According to Blair Medical Associates Urologist Dr. Henry Wong, "a younger male with a diagnosis of prostate cancer tends to be a little more aggressive."
Ron's diagnosis followed a PSA blood test which showed very highly levels of a biological marker for prostate cancer and led to a biopsy.
"My options were pretty slim being that i was so young, which was removal and that's what we did," he remembers.
Ron, who owns Professionals Auto Body in Blair County, decided to go to Johns Hopkins University Hospital for robotic surgery in January. Doctors haven't recommended any further treatment.
He's a strong believer in the PSA blood test. "You've got to have yearly PSA tests," he says. "Some people say two years, some say 3 years. Within a year, I was diagnosed after a blood test."
But PSA tests are controversial. A federal government task force recommends against the PSA test saying there's no proof it saves lives overall. And the American Cancer Society says research has not yet proven that the benefits of testing outweigh the harms of testing and treatment.

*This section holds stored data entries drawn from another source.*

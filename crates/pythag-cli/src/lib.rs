// Library root for the `pythag` binary: config, game-log loading, the
// analysis pipeline, and export. Kept separate from main.rs so integration
// tests can drive the pipeline directly.

pub mod config;
pub mod export;
pub mod game_logs;
pub mod pipeline;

Dr. Wong says he understands both sides of the issue and advices, "if you're concerned about prostate cancer, you should see somebody to talk about the risks and benefits of screening, to talk about treatment and diagnosis, and the possibility of over-treatment and over-diagnosis."
Ron's glad he requested a PSA blood test as part of his regular physical and happy that his most recent screening went well.
"Basically they were able to tell me that I no longer have cancer, which is just an incredible, incredible phone call," he says.
Specific recommendations regarding PSA screening vary, but there's general agreement that men should be told about the potential risks and benefits before being tested.